Was wir nicht wissen: Der Weg wird immer steiler und ist schwer zu gehen. Zunächst führt er über Geröll, das sich zu immer größeren Felsbrocken auswächst. Der Wanderweg wird zum Klettergelände – mit Gepäck nicht nur für mich eine echte Herausforderung. Nach zwei Stunden erreichen wir die „Quelle“: eine Tropfsteinhöhle, in der Plastikbehälter am Boden das von den Felszapfen tropfende Wasser auffangen.
Wir füllen unsere Trinkflaschen auf und machen uns erschöpft an den weiteren Aufstieg. Doch am nächsten großen Felsen verlassen mich die Kräfte. Bis zur Dunkelheit werden wir es nicht aus der Schlucht hinaus und bis zur Hütte schaffen.
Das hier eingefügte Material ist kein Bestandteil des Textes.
//! LLM Provider Abstraction
//!
//! Defines the [`LlmProvider`] trait: one prompt in, one block of text out.
//! All providers return [`LlmResponse`] with token usage and timing.
//!
//! ## Modules
//!
//! - `openai`: OpenAI-compatible Chat Completions (OpenRouter by default)
//! - `ollama`: local Ollama server
//! - `retry`: exponential-backoff wrapper for retryable failures

mod ollama;
mod openai;
mod retry;

pub use ollama::OllamaProvider;
pub use openai::OpenAiProvider;
pub use retry::{RetryingProvider, retry_budget};

// Re-export error types from centralized location
pub use crate::types::{ErrorCategory, ErrorClassifier, LlmError};

use async_trait::async_trait;
use serde::{Deserialize, Serialize};
use std::sync::Arc;
use std::time::Duration;

use crate::constants::llm as llm_constants;
use crate::types::{AutodocError, Result};

// =============================================================================
// LLM Response with Usage Metrics
// =============================================================================

/// Complete LLM response including content and usage metrics
#[derive(Debug, Clone)]
pub struct LlmResponse {
    /// Generated text
    pub content: String,
    /// Token usage metrics
    pub usage: TokenUsage,
    /// Response timing
    pub timing: ResponseTiming,
    /// Provider and model info
    pub metadata: ResponseMetadata,
}

impl LlmResponse {
    /// Create response with content only (usage unknown)
    pub fn content_only(content: impl Into<String>) -> Self {
        Self {
            content: content.into(),
            usage: TokenUsage::default(),
            timing: ResponseTiming::default(),
            metadata: ResponseMetadata::default(),
        }
    }

    pub fn with_metrics(
        content: String,
        usage: TokenUsage,
        timing: ResponseTiming,
        metadata: ResponseMetadata,
    ) -> Self {
        Self {
            content,
            usage,
            timing,
            metadata,
        }
    }
}

/// Token usage metrics
#[derive(Debug, Clone, Default, Serialize, Deserialize)]
pub struct TokenUsage {
    /// Input tokens (prompt)
    pub input_tokens: u32,
    /// Output tokens (response)
    pub output_tokens: u32,
}

impl TokenUsage {
    /// Total tokens used (input + output)
    pub fn total(&self) -> u32 {
        self.input_tokens + self.output_tokens
    }

    /// Create from OpenAI-style usage response
    pub fn from_openai(prompt_tokens: u32, completion_tokens: u32) -> Self {
        Self {
            input_tokens: prompt_tokens,
            output_tokens: completion_tokens,
        }
    }

    /// Create from Ollama-style usage response
    pub fn from_ollama(prompt_eval_count: u32, eval_count: u32) -> Self {
        Self {
            input_tokens: prompt_eval_count,
            output_tokens: eval_count,
        }
    }
}

/// Response timing metrics
#[derive(Debug, Clone, Default)]
pub struct ResponseTiming {
    /// Total response time in milliseconds (wall clock)
    pub total_ms: u64,
}

impl ResponseTiming {
    pub fn from_duration(duration: Duration) -> Self {
        Self {
            total_ms: duration.as_millis() as u64,
        }
    }
}

/// Response metadata
#[derive(Debug, Clone, Default)]
pub struct ResponseMetadata {
    /// Model used
    pub model: String,
    /// Provider name
    pub provider: String,
}

/// Shared LLM provider type for concurrent access across documentation tasks.
pub type SharedProvider = Arc<dyn LlmProvider + Send + Sync>;

// =============================================================================
// Provider Configuration
// =============================================================================

/// Configuration for LLM providers
///
/// Note: API keys are never serialized to output and are redacted in debug
/// output. Each provider converts the key to SecretString internally.
#[derive(Clone, Serialize, Deserialize)]
pub struct ProviderConfig {
    /// Provider type: "openai", "ollama"
    pub provider: String,
    /// Model name (provider-specific)
    pub model: Option<String>,
    /// Request timeout in seconds
    pub timeout_secs: u64,
    /// Sampling temperature
    pub temperature: f32,
    /// API key (OpenAI-compatible endpoints only)
    /// Never serialized to output for security
    #[serde(default, skip_serializing)]
    pub api_key: Option<String>,
    /// API base URL (for custom endpoints)
    #[serde(default)]
    pub api_base: Option<String>,
    /// Maximum tokens to generate
    #[serde(default = "default_max_tokens")]
    pub max_tokens: usize,
    /// Extra attempts for retryable failures (0 disables retrying)
    #[serde(default)]
    pub max_retries: usize,
}

impl std::fmt::Debug for ProviderConfig {
    fn fmt(&self, f: &mut std::fmt::Formatter<'_>) -> std::fmt::Result {
        f.debug_struct("ProviderConfig")
            .field("provider", &self.provider)
            .field("model", &self.model)
            .field("timeout_secs", &self.timeout_secs)
            .field("temperature", &self.temperature)
            .field("api_key", &self.api_key.as_ref().map(|_| "[REDACTED]"))
            .field("api_base", &self.api_base)
            .field("max_tokens", &self.max_tokens)
            .field("max_retries", &self.max_retries)
            .finish()
    }
}

fn default_max_tokens() -> usize {
    llm_constants::DEFAULT_MAX_TOKENS
}

impl Default for ProviderConfig {
    fn default() -> Self {
        Self {
            provider: "openai".to_string(),
            model: None,
            timeout_secs: llm_constants::DEFAULT_TIMEOUT_SECS,
            temperature: llm_constants::DEFAULT_TEMPERATURE,
            api_key: None,
            api_base: None,
            max_tokens: llm_constants::DEFAULT_MAX_TOKENS,
            max_retries: llm_constants::DEFAULT_MAX_RETRIES,
        }
    }
}

// =============================================================================
// LLM Provider Trait
// =============================================================================

/// Text-generation collaborator: one prompt in, one block of prose out.
#[async_trait]
pub trait LlmProvider: Send + Sync {
    /// Generate a completion for `prompt`.
    async fn generate(&self, prompt: &str) -> Result<LlmResponse>;

    /// Provider name for logging
    fn name(&self) -> &str;

    /// Model name currently in use
    fn model(&self) -> &str;
}

/// Create a shared provider from configuration.
///
/// Retryable failures are retried `max_retries` times before surfacing.
pub fn create_provider(config: &ProviderConfig) -> Result<SharedProvider> {
    let provider: SharedProvider = match config.provider.as_str() {
        "openai" | "openrouter" => Arc::new(OpenAiProvider::new(config.clone())?),
        "ollama" => Arc::new(OllamaProvider::new(config.clone())?),
        _ => {
            return Err(AutodocError::Config(format!(
                "Unknown provider: {}. Supported: openai, ollama",
                config.provider
            )));
        }
    };

    Ok(Arc::new(
        RetryingProvider::new(provider, config.max_retries)
            .with_attempt_timeout(Duration::from_secs(config.timeout_secs)),
    ))
}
Wir gehen zurück zur Höhle und finden im Höhleneingang einen Platz, der wenigstens annähernd flach genug für unser Zelt ist.
Fledermaus und Grottenlurch
Die Höhle teilen wir mit ihren Bewohnern: Fledermäuse, Grottenlurche, Feuersalamander – auch ein Skorpion ist dabei, den Andreas mir erst einmal rücksichtsvoll verschweigt. Wir schlafen wenig und unruhig. Aber die Nacht bringt trotzdem genug Erholung, um es am nächsten Tag den großen Felsen hinauf und schließlich aus der Schlucht hinaus zu schaffen. Ein tolles Gefühl, es geschafft zu haben, aber zum Jubeln fehlt mir die Kraft.
Nun geht es weiter über eine Hochebene bis zur Velika Paklenica. Die „Große Schlucht“ macht ihrem Namen alle Ehre. Der Blick in die Tiefe ist überwältigend und lässt all die Mühen und die abenteuerliche Nacht vergessen. Da müssen wir hinunter. Wir genießen noch eine Weile den Blick, bevor wir auf einem schmalen Serpentinenweg hinabsteigen.
Zurück in die Zivilisation
Unten angekommen landen wir mitten im Trubel der Bustouristen, die den unteren Teil der Schlucht in Flip-Flops erwandern. Mit unseren riesigen Rucksäcken fühlen wir uns wie Außerirdische. Wir nehmen den Bus in die Küstenstadt Zadar und mieten dort ein Appartement. In Zadar finden wir die „Garden Lounge“, ein komfortables Restaurant mit begrünter Terrasse und schicken Sitzmöblen direkt oben an der Stadtmauer, wo man uns vegane Köstlichkeiten und Cocktails zaubert.
„Da hinten haben wir vor ein paar Tagen einen Bären getroffen“, sagt Andreas zu mir und zeigt über die Bucht auf den gegenüberliegenden Velebit-Gebirgszug. „Und heute morgen waren wir noch in der Höhle und haben uns die Schlucht hochgekämpft“, füge ich hinzu. Dann lasse ich mich von dem wohligen Gefühl überwältigen, mitten im Luxus zu sitzen, Essen und Trinken einfach zu bestellen – und mir die Berge von unten anzuschauen.